Ya de camino a la casa, cuando aún no habían salido de la ciudad, Raquel sigilosa se desprendió del cinturón de seguridad. Como una niña en su primera travesura acercó su cuerpo al de aquel hombre que conducía con la mirada fija en la carretera. Comenzó besándole con ternura el lóbulo de la oreja a la par que sus dedos descosían hilos de caricias sobre el torso masculino, libre de botones. Buscó arenas movedizas con la lengua chapoteando espadas estremecidas en sus pequeños pezones adornados con vello rubio a la par que sus manos procesaban una cremallera privada de vergüenza que amontonaba una probeta de luz aumentada, a punto de estallar. La meció entre sus manos a la par que unos labios profanaban aros de miel hervida en progesterona por su cuello, por sus sienes, por su pecho que retumbaba ardores “in crescendo” No creyó que se atrevería pero Raquel ubicó aquel obelisco de seda dulce entre sus labios mientras caricias cocidas desde el cielo las esparcían alrededor de aquella geografía tan limitada y tan plena de sensaciones.
-My love….- Alcanzó a gemir la frase pero ella no contestó. Con un ritmo de besos cada vez más frenético se lanzó a devorar con pecas de amor en bandeja, aquel fragmento de cielo que ella quería. Michael trazó una curva con su cuello hasta reposar, agotado, su cabeza contra el sillón del automóvil. Difícilmente controlaba aquella máquina que ya se había introducido en la autovía traspasando los límites de velocidad, al igual que la boca de ella. Era un juego raptado de prohibiciones, era la primera vez entre los dos, era un acto plagado de erotismo, hilvanado de amor y transgresiones que inauguraba una nueva etapa, tal vez, entre ellos.
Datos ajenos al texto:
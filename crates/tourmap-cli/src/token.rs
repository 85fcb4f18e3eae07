//! `tourmap token`

use chrono::Utc;
use clap::Args;
use std::fmt;
use tourmap::Credential;

#[derive(Clone, Args)]
pub(crate) struct TokenArgs {
    /// Bearer token to inspect
    #[arg(long, env = "API_TOKEN", hide_env_values = true)]
    pub(crate) api_token: String,
}

impl fmt::Debug for TokenArgs {
    fn fmt(&self, f: &mut fmt::Formatter<'_>) -> fmt::Result {
        f.debug_struct("TokenArgs")
            .field("api_token", &"[REDACTED]")
            .finish()
    }
}

pub(crate) fn run(args: &TokenArgs) -> anyhow::Result<()> {
    let now = Utc::now();
    let info = Credential::new(args.api_token.as_str()).validate_at(now)?;

    println!("expires: {}", info.expires_at.to_rfc3339());
    if let Some(issued_at) = info.issued_at {
        println!("issued:  {}", issued_at.to_rfc3339());
    }
    let remaining = info.expires_at - now;
    println!(
        "valid for {}h {}m{}",
        remaining.num_hours(),
        remaining.num_minutes() % 60,
        if info.expires_soon(now) {
            " (expires soon)"
        } else {
            ""
        }
    );
    Ok(())
}
//! `tourmap cache stats` and `tourmap cache clear`

use std::path::Path;

use clap::Subcommand;
use tourmap::CacheStats;
use tracing::info;

use crate::config::CacheLocation;

#[derive(Debug, Subcommand)]
pub(crate) enum CacheCommands {
    /// Show entry count, stored size and lookup counters
    Stats {
        #[command(flatten)]
        location: CacheLocation,
    },
    /// Delete every cached listing
    Clear {
        #[command(flatten)]
        location: CacheLocation,
    },
}

pub(crate) async fn run(command: CacheCommands) -> anyhow::Result<()> {
    match command {
        CacheCommands::Stats { location } => {
            let stats = location.open(None)?.stats().await?;
            print!("{}", render_stats(&location.cache_path, &stats));
        }
        CacheCommands::Clear { location } => {
            let removed = location.open(None)?.clear_all().await?;
            info!(removed, path = %location.cache_path.display(), "Cache cleared");
            println!("removed {removed} cached searches");
        }
    }
    Ok(())
}

fn render_stats(path: &Path, stats: &CacheStats) -> String {
    format!(
        "cache:   {}\nentries: {}\nsize:    {} bytes\nhits:    {}\nmisses:  {}\nhit rate: {}%\n",
        path.display(),
        stats.entries,
        stats.total_bytes,
        stats.hits,
        stats.misses,
        stats.hit_rate(),
    )
}
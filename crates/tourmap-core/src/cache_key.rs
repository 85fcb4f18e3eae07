//! Cache key derivation.
//!
//! A key is `map_cache_` followed by a hash of the query's canonical JSON form.
//! Business types and provinces are sorted and deduplicated before hashing, so
//! the order in which a caller lists them never changes the key. Distinct
//! queries colliding on the truncated hash is an accepted risk.

use serde::Serialize;
use sha2::{Digest, Sha256};
use std::fmt;

use crate::{cache::CACHE_NAMESPACE, category::Category, types::FetchQuery};

/// Hash bytes kept in the key.
const KEY_HASH_BYTES: usize = 12;

/// Namespaced identifier of one cached query result.
#[derive(Clone, Debug, PartialEq, Eq, Hash, PartialOrd, Ord)]
pub struct CacheKey(String);

impl CacheKey {
    /// Returns the key as a string slice.
    #[must_use]
    pub fn as_str(&self) -> &str {
        &self.0
    }
}

impl fmt::Display for CacheKey {
    fn fmt(&self, f: &mut fmt::Formatter<'_>) -> fmt::Result {
        f.write_str(&self.0)
    }
}

impl AsRef<str> for CacheKey {
    fn as_ref(&self) -> &str {
        &self.0
    }
}

#[derive(Serialize)]
#[serde(rename_all = "camelCase")]
struct CanonicalQuery<'a> {
    api_url: &'a str,
    provinces: Vec<&'a str>,
    business_types: Vec<&'a str>,
    business_category: Category,
}

fn sorted_set(values: &[String]) -> Vec<&str> {
    let mut set: Vec<&str> = values.iter().map(String::as_str).collect();
    set.sort_unstable();
    set.dedup();
    set
}

/// Derives the cache key for `query`.
#[must_use]
pub fn derive_cache_key(query: &FetchQuery) -> CacheKey {
    let canonical = CanonicalQuery {
        api_url: &query.endpoint,
        provinces: sorted_set(&query.provinces),
        business_types: sorted_set(&query.business_types),
        business_category: query.category,
    };
    // Serializing a struct of strings and a unit enum cannot fail.
    let text = serde_json::to_string(&canonical).unwrap_or_default();

    let digest = Sha256::digest(text.as_bytes());
    let mut key = String::with_capacity(CACHE_NAMESPACE.len() + KEY_HASH_BYTES * 2);
    key.push_str(CACHE_NAMESPACE);
    for byte in &digest[..KEY_HASH_BYTES] {
        key.push_str(&format!("{byte:02x}"));
    }
    CacheKey(key)
}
Era emocionante oírle gemir agarrado, fuerte, al volante clavando una saliva de manos en él, cada vez más velozmente hasta mezclar líquidos de sabor eterno, soplando eclipses en su paladar, deslizando su agua de semillas a través del sonido somero de un final previsible y abrillantado.
El peso de aquella bebida le hizo cosquillas en los tobillos y posó la mariposa de su mejilla en el vientre de aquel hombre que acababa de despertar con gritos apagados. Un sopor de menestra los enjuagó a los dos y Michael apartó el coche de la autovía.
-No tengo fuerzas para seguir...¿Cómo se te ocurrió?
-¿No te ha gustado?
-¿Bromeas? Creí que estaba en el cielo...- Michael cerró su pantalón y aún con la camisa desabrochada la miró como sólo se puede mirar cuando se ama.- Te amo, Raquel...gracias por hacerme tan feliz. Ven aquí...- Ella se echó en sus brazos y así sorbieron los minutos hasta que el corazón de él comenzó a tranquilizarse. Raquel le susurró:
-Yo también te amo...Me encanta hacerte feliz.
Esa noche, frente al fuego de la chimenea, después de cenar, tendidos en una manta jugaron como niños repartiéndose columnas comestibles de amor por sus cuerpos desnudos y deseosos.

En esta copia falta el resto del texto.